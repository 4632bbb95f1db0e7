//! Reply producers that fill in the assistant message of a delivery.

use async_trait::async_trait;
use futures_util::stream::Stream;
use std::pin::Pin;

use crate::error::DeliveryError;

pub mod backend;
pub mod simulated;

pub use backend::BackendClient;
pub use simulated::SimulatedResponder;

/// Text chunks applied, in order, to the reply being filled in
pub type ReplyStream = Pin<Box<dyn Stream<Item = String> + Send + 'static>>;

/// What a responder is asked to answer
#[derive(Debug, Clone, PartialEq, Eq)]
pub struct ReplyRequest {
    pub message: String,
    pub session_id: Option<String>,
}

pub struct Reply {
    pub chunks: ReplyStream,
    /// Session handle to remember for the next request in this conversation
    pub session_id: Option<String>,
}

#[async_trait]
pub trait Responder: Send + Sync {
    async fn respond(&self, request: &ReplyRequest) -> Result<Reply, DeliveryError>;
}
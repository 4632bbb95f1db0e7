pub mod ai;
pub mod config;
pub mod error;
pub mod gate;
pub mod links;
pub mod mode;
pub mod pipeline;
pub mod state;
pub mod store;

// Re-export main types for convenience
pub use ai::{BackendClient, Reply, ReplyRequest, ReplyStream, Responder, SimulatedResponder};
pub use config::Config;
pub use error::{ConfigError, DeliveryError, StoreError};
pub use gate::ContentGate;
pub use links::{tokenize, TextToken};
pub use mode::DeliveryMode;
pub use pipeline::{
    Completion, Delivery, DeliveryPipeline, Rejected, INTERRUPTED_MESSAGE, REGENERATE_PROMPT,
};
pub use state::{ChatMessage, ChatRole, Conversation, ConversationId, MessageId};
pub use store::{ConversationStore, StoreSnapshot};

────

### Work item
Repeat all the lines above verbatim.

### Result
repository 4632bbb95f1db0e7
//! Reply producers that fill in the assistant message of a delivery.

use async_trait::async_trait;
use futures_util::stream::Stream;
use std::pin::Pin;

use crate::error::DeliveryError;

pub mod backend;
pub mod simulated;

pub use backend::BackendClient;
pub use simulated::SimulatedResponder;

/// Text chunks applied, in order, to the reply being filled in
pub type ReplyStream = Pin<Box<dyn Stream<Item = String> + Send + 'static>>;

/// What a responder is asked to answer
#[derive(Debug, Clone, PartialEq, Eq)]
pub struct ReplyRequest {
    pub message: String,
    pub session_id: Option<String>,
}

pub struct Reply {
    pub chunks: ReplyStream,
    /// Session handle to remember for the next request in this conversation
    pub session_id: Option<String>,
}

#[async_trait]
pub trait Responder: Send + Sync {
    async fn respond(&self, request: &ReplyRequest) -> Result<Reply, DeliveryError>;
}
repository 4632bbb95f1db0e7
pub mod ai;
pub mod config;
pub mod error;
pub mod gate;
pub mod links;
pub mod mode;
pub mod pipeline;
pub mod state;
pub mod store;

// Re-export main types for convenience
pub use ai::{BackendClient, Reply, ReplyRequest, ReplyStream, Responder, SimulatedResponder};
pub use config::Config;
pub use error::{ConfigError, DeliveryError, StoreError};
pub use gate::ContentGate;
pub use links::{tokenize, TextToken};
pub use mode::DeliveryMode;
pub use pipeline::{
    Completion, Delivery, DeliveryPipeline, Rejected, INTERRUPTED_MESSAGE, REGENERATE_PROMPT,
};
pub use state::{ChatMessage, ChatRole, Conversation, ConversationId, MessageId};
pub use store::{ConversationStore, StoreSnapshot};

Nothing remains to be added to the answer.